Statistical analyses
To statistically compare phylogenetic richness between communities, we calculated the unweighted SSU-rRNA UniFrac distances between samples, rarefied to the sample with the lowest number of sequences, and clustered using Ward’s minimum variance method (Lozupone and Knight, 2005). Statistical significance was assigned to clusters as determined by approximately unbiased (AU) p-values calculated from 10,000 multiscale bootstrap dendrograms (Shimodaira, 2004). We used the permutation-based analysis of variance ADONIS to test the null hypotheses of whether differences existed in community OTU composition between years, sites, and depth (Anderson, 2001). We used linear regression to test for a relationship between our Hill diversity measures and pH, depth, chl a, Bchl a, sulfide, and oxygen concentrations. Because our data appeared non-linear in exploratory analyses, we compared linear and power law (log–log-transformed) fits for the same data and selected the top model based on its coefficient of determination. We calculated regressions both with and without covariates for the age of the mat sample and the year in which it was collected. All quantitative analyses were carried out in R 2.14 (R Development Core Team, 2011) using the packages “vegan 2.0” (Oksanen et al., 2012), “picante 1.3” (Kembel et al., 2010), and custom scripts for rarefaction and diversity profiling (Bryant1; Cobbold2; Armitage3).
Results
Our measurements of variation in abiotic conditions with depth demonstrate clear gradients. Our oxygen profile showed the predicted spike in concentration between 2 and 3 mm, and decreased to trace levels past 5 mm (Figure 2). Likewise, pH declined with depth to 3 mm and remained constant to 6 mm (Figure 2).

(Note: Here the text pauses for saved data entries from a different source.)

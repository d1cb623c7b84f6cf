use serde::{Deserialize, Serialize};
use std::path::Path;

use crate::theme::Theme;

/// Worker pacing and default routing parameters.
#[derive(Debug, Clone, Serialize, Deserialize)]
#[serde(default)]
pub struct EngineConfig {
    /// Delay between worker request-processing ticks, in milliseconds.
    /// A tunable constant, not a protocol requirement.
    pub tick_interval_ms: f64,
    /// Grid cell size applied when a request does not carry a usable one.
    pub grid_size: f64,
    /// Default corner rounding for connectors rendered by the CLI, in px.
    pub curvature_px: f64,
}

impl Default for EngineConfig {
    fn default() -> Self {
        Self {
            tick_interval_ms: 6.0,
            grid_size: 12.0,
            curvature_px: 0.0,
        }
    }
}

/// Scene renderer settings.
#[derive(Debug, Clone, Serialize, Deserialize)]
#[serde(default)]
pub struct RenderConfig {
    /// Padding around the scene's bounding box, in px.
    pub padding: f64,
    /// Draw the connector anchor boxes.
    pub show_anchors: bool,
    /// Draw dots on the path waypoints; useful when debugging routes.
    pub show_waypoints: bool,
    /// Raster output size for PNG rendering.
    pub width: f32,
    pub height: f32,
}

impl Default for RenderConfig {
    fn default() -> Self {
        Self {
            padding: 24.0,
            show_anchors: true,
            show_waypoints: false,
            width: 1200.0,
            height: 800.0,
        }
    }
}

#[derive(Debug, Clone, Default, Serialize, Deserialize)]
#[serde(default)]
pub struct Config {
    pub engine: EngineConfig,
    pub render: RenderConfig,
    pub theme: Theme,
}

/// Load a config file, or the defaults when no path is given. Strict JSON
/// is tried first; JSON5 as a fallback tolerates comments and trailing
/// commas in hand-edited files.
pub fn load_config(path: Option<&Path>) -> anyhow::Result<Config> {
    let Some(path) = path else {
        return Ok(Config::default());
    };

    let contents = std::fs::read_to_string(path)?;
    let config = match serde_json::from_str::<Config>(&contents) {
        Ok(config) => config,
        Err(_) => json5::from_str::<Config>(&contents)?,
    };
    Ok(config)
}
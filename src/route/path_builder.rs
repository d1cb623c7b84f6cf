use std::collections::VecDeque;
use std::fmt::Write;

use crate::geometry::{Line, Point};

/// Convert an ordered point sequence into an SVG path descriptor.
///
/// With `curvature_px == 0` the output is a bare polyline. A positive
/// curvature rounds each interior corner by cutting it with a chamfer of
/// roughly `curvature_px` length; this is a tessellation, not a Bezier
/// curve, so downstream consumers still see only M/L commands.
pub fn points_to_path(points: &[Point], curvature_px: f64) -> String {
    let tessellated;
    let points = if curvature_px > 0.0 && points.len() >= 3 {
        tessellated = tessellate_corners(points, curvature_px);
        tessellated.as_slice()
    } else {
        points
    };

    let mut path = String::new();
    for (index, point) in points.iter().enumerate() {
        match index {
            0 => {
                let _ = write!(path, "M{} {}", point.x, point.y);
            }
            1 => {
                let _ = write!(path, "L{} {}", point.x, point.y);
            }
            _ => {
                let _ = write!(path, " L{} {}", point.x, point.y);
            }
        }
    }
    path
}

/// Consume the point list three at a time. For each triplet (a, b, c) the
/// leg a-b is shortened at its end and the leg b-c at its start, each by
/// half the curvature; the corner at b becomes two points. The tail of the
/// replacement is pushed back so the next triplet continues from it.
fn tessellate_corners(points: &[Point], curvature_px: f64) -> Vec<Point> {
    let mut remaining: VecDeque<Point> = points.iter().copied().collect();
    let mut out: Vec<Point> = Vec::with_capacity(points.len() * 2);

    while remaining.len() >= 3 {
        let (Some(a), Some(b), Some(c)) = (
            remaining.pop_front(),
            remaining.pop_front(),
            remaining.pop_front(),
        ) else {
            break;
        };
        let lead = Line::new(a, b).shortened(0.0, curvature_px / 2.0);
        let trail = Line::new(b, c).shortened(curvature_px / 2.0, 0.0);
        out.push(lead.start);
        out.push(lead.end);
        remaining.push_front(c);
        remaining.push_front(trail.start);
    }

    out.extend(remaining);
    out
}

After quality filtering, dereplication, and singleton removal, we were left with a total of 91,392 SSU-rRNA sequences representing 3,503 OTUs clustered at 97% sequence similarity. The top layers of each cluster were dominated by Cyanobacteria of the family Oscillatoriales, while the lower clusters were heavily dominated by Proteobacteria, including many OTUs classified to the family Chromatiales (Figure 3). UniFrac clustering revealed that samples were clustered by year and age (Figure 4). Two statistically significant clusters were identified: one containing all but the top layers of the old mats, and one containing the top layers of all mats and the young mat (AU test; p < 0.001; Figure 4). We rejected the null hypotheses that communities were compositionally identical (α = 0.05) across years (F1,13 = 4.20, p < 0.005), ages (F1,13 = 3.34, p < 0.005), and depth (F1,13 = 2.72, p < 0.005). However, these three effects only explained 50.6% of the variance in our data.
Taxonomic richness, 0D(p), and phylogenetic richness, 0DZ(π), were both positively associated with depth on the log–log scale, and this result was significant (p < 0.001, R2 = 0.64; p < 0.0001, R2 = 0.75). Profiles of qDZ(π) show that the top layer of each mat had the lowest phylogenetic richness (q = 0) and evenness (q > 0). Overall phylogenetic richness was greatest in the young mat, with the exception of the top layer, which had the lowest phylogenetic and taxonomic richness of the three cores (Figure 5).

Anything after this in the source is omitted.